Lines where the string "Absent" appears are to be copied from the entries below.

START Data for processing

//! Per-client admission middleware for the API routes.
//!
//! Every request through the layer is charged against the rate window of
//! its client identity: the first hop of `X-Forwarded-For` when a proxy
//! set one, otherwise the socket peer address. Rejected requests answer
//! 429 with a `Retry-After` header; they still count against the window,
//! so hammering a closed door does not reopen it sooner.

use std::net::SocketAddr;
use std::sync::Arc;

use axum::extract::{ConnectInfo, Request, State};
use axum::middleware::Next;
use axum::response::Response;
use groundwatch_core::limiter::Admission;
use tracing::debug;

use crate::error::ApiError;
use crate::state::AppState;

/// Admit or reject the request against the client's rate window.
pub async fn rate_limit_middleware(
    State(state): State<Arc<AppState>>,
    request: Request,
    next: Next,
) -> Result<Response, ApiError> {
    let client = client_identity(&request);
    match state.limiter.admit(&client).await {
        Admission::Allowed => Ok(next.run(request).await),
        Admission::Limited { retry_after_secs } => {
            debug!(%client, retry_after_secs, "request rejected by rate limiter");
            Err(ApiError::RateLimited { retry_after_secs })
        }
    }
}

/// Resolve the identity a request is rate limited under.
///
/// The first `X-Forwarded-For` hop wins so clients behind the deployment's
/// proxy are limited individually rather than as one; without the header
/// the socket peer address is used. Requests with neither (only seen in
/// in-process tests, where no socket exists) share one bucket.
fn client_identity(request: &Request) -> String {
    let forwarded = request
        .headers()
        .get("x-forwarded-for")
        .and_then(|value| value.to_str().ok())
        .and_then(|list| list.split(',').next())
        .map(str::trim)
        .filter(|hop| !hop.is_empty());
    if let Some(hop) = forwarded {
        return hop.to_owned();
    }

    request
        .extensions()
        .get::<ConnectInfo<SocketAddr>>()
        .map_or_else(|| String::from("unknown"), |peer| peer.0.ip().to_string())
}

#[cfg(test)]
#[allow(clippy::unwrap_used)]
mod tests {
    use axum::body::Body;

    use super::*;

    fn bare_request() -> Request {
        Request::new(Body::empty())
    }

    #[test]
    fn forwarded_header_takes_the_first_hop() {
        let mut request = bare_request();
        request.headers_mut().insert(
            "x-forwarded-for",
            "203.0.113.9, 198.51.100.2".parse().unwrap(),
        );
        assert_eq!(client_identity(&request), "203.0.113.9");
    }

    #[test]
    fn forwarded_header_is_trimmed() {
        let mut request = bare_request();
        request
            .headers_mut()
            .insert("x-forwarded-for", "  203.0.113.9 ".parse().unwrap());
        assert_eq!(client_identity(&request), "203.0.113.9");
    }

    #[test]
    fn empty_forwarded_header_falls_through_to_the_peer() {
        let mut request = bare_request();
        request
            .headers_mut()
            .insert("x-forwarded-for", " ".parse().unwrap());
        let peer: SocketAddr = "192.0.2.4:5123".parse().unwrap();
        request.extensions_mut().insert(ConnectInfo(peer));
        assert_eq!(client_identity(&request), "192.0.2.4");
    }

    #[test]
    fn peer_address_drops_the_port() {
        let mut request = bare_request();
        let peer: SocketAddr = "192.0.2.4:5123".parse().unwrap();
        request.extensions_mut().insert(ConnectInfo(peer));
        assert_eq!(client_identity(&request), "192.0.2.4");
    }

    #[test]
    fn no_identity_sources_share_one_bucket() {
        assert_eq!(client_identity(&bare_request()), "unknown");
    }
}
//! Validated request bodies for the mutation endpoints.
//!
//! These mirror the creation/patch shapes in `groundwatch-types` but add
//! the field validation rules the HTTP boundary enforces: coordinate
//! ranges, description length, and the permissive phone charset. A body
//! is validated first and only then converted into the plain shape the
//! service consumes, so nothing past this module sees out-of-range input.
//!
//! Enum-valued fields (report type, severity, statuses) need no rules
//! here; serde already rejects unknown variants at deserialization.

use groundwatch_types::{
    CrowdReportPatch, EmergencyType, NewCrowdReport, NewSosRequest, ReportStatus, ReportType,
    Severity, SosRequestPatch, SosStatus,
};
use serde::Deserialize;
use validator::{Validate, ValidationError};

/// Body of `POST /api/crowd-reports`.
#[derive(Debug, Clone, Deserialize, Validate)]
pub struct CreateCrowdReportBody {
    /// What kind of hazard is being reported.
    pub report_type: ReportType,
    /// Optional free-text detail.
    #[validate(length(max = 500, message = "Description must be less than 500 characters"))]
    pub description: Option<String>,
    /// Latitude in degrees.
    #[validate(range(min = -90.0, max = 90.0, message = "Latitude must be between -90 and 90"))]
    pub latitude: f64,
    /// Longitude in degrees.
    #[validate(range(
        min = -180.0,
        max = 180.0,
        message = "Longitude must be between -180 and 180"
    ))]
    pub longitude: f64,
    /// Severity; medium when omitted.
    #[serde(default)]
    pub severity: Severity,
}

impl CreateCrowdReportBody {
    /// Convert the validated body into the creation shape.
    pub fn into_new(self) -> NewCrowdReport {
        NewCrowdReport {
            report_type: self.report_type,
            description: self.description,
            latitude: self.latitude,
            longitude: self.longitude,
            severity: self.severity,
        }
    }
}

/// Body of `PUT /api/crowd-reports/{id}`. Absent fields stay untouched.
#[derive(Debug, Clone, Default, Deserialize, Validate)]
pub struct UpdateCrowdReportBody {
    /// New status, if changing.
    pub status: Option<ReportStatus>,
    /// New severity, if changing.
    pub severity: Option<Severity>,
    /// Replacement upvote count, if overriding the counter.
    pub upvotes: Option<u32>,
    /// Replacement description, if changing.
    #[validate(length(max = 500, message = "Description must be less than 500 characters"))]
    pub description: Option<String>,
}

impl UpdateCrowdReportBody {
    /// Convert the validated body into a patch.
    pub fn into_patch(self) -> CrowdReportPatch {
        CrowdReportPatch {
            status: self.status,
            severity: self.severity,
            upvotes: self.upvotes,
            description: self.description,
        }
    }
}

/// Body of `POST /api/sos-requests`.
#[derive(Debug, Clone, Deserialize, Validate)]
pub struct CreateSosRequestBody {
    /// What kind of emergency this is.
    pub emergency_type: EmergencyType,
    /// Optional free-text detail.
    #[validate(length(max = 500, message = "Description must be less than 500 characters"))]
    pub description: Option<String>,
    /// Latitude in degrees.
    #[validate(range(min = -90.0, max = 90.0, message = "Latitude must be between -90 and 90"))]
    pub latitude: f64,
    /// Longitude in degrees.
    #[validate(range(
        min = -180.0,
        max = 180.0,
        message = "Longitude must be between -180 and 180"
    ))]
    pub longitude: f64,
    /// Optional callback number.
    #[validate(custom(function = phone_charset))]
    pub contact_phone: Option<String>,
}

impl CreateSosRequestBody {
    /// Convert the validated body into the creation shape.
    pub fn into_new(self) -> NewSosRequest {
        NewSosRequest {
            emergency_type: self.emergency_type,
            description: self.description,
            latitude: self.latitude,
            longitude: self.longitude,
            contact_phone: self.contact_phone,
        }
    }
}

/// Body of `PUT /api/sos-requests/{id}`. Absent fields stay untouched.
#[derive(Debug, Clone, Default, Deserialize, Validate)]
pub struct UpdateSosRequestBody {
    /// New status, if changing.
    pub status: Option<SosStatus>,
    /// Replacement description, if changing.
    #[validate(length(max = 500, message = "Description must be less than 500 characters"))]
    pub description: Option<String>,
    /// Replacement callback number, if changing.
    #[validate(custom(function = phone_charset))]
    pub contact_phone: Option<String>,
}

impl UpdateSosRequestBody {
    /// Convert the validated body into a patch.
    pub fn into_patch(self) -> SosRequestPatch {
        SosRequestPatch {
            status: self.status,
            description: self.description,
            contact_phone: self.contact_phone,
        }
    }
}

/// Accept digits, whitespace, and `+ - ( )`; reject the empty string.
fn phone_charset(value: &str) -> Result<(), ValidationError> {
    let valid = !value.is_empty()
        && value
            .chars()
            .all(|c| c.is_ascii_digit() || c.is_whitespace() || matches!(c, '-' | '+' | '(' | ')'));
    if valid {
        Ok(())
    } else {
        let mut error = ValidationError::new("phone_charset");
        error.message = Some("Invalid phone number format".into());
        Err(error)
    }
}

END Data for processing

- _Answer below_:
/// Body of `PUT /api/crowd-reports/{id}`. Absent fields stay untouched.
/// Body of `PUT /api/sos-requests/{id}`. Absent fields stay untouched.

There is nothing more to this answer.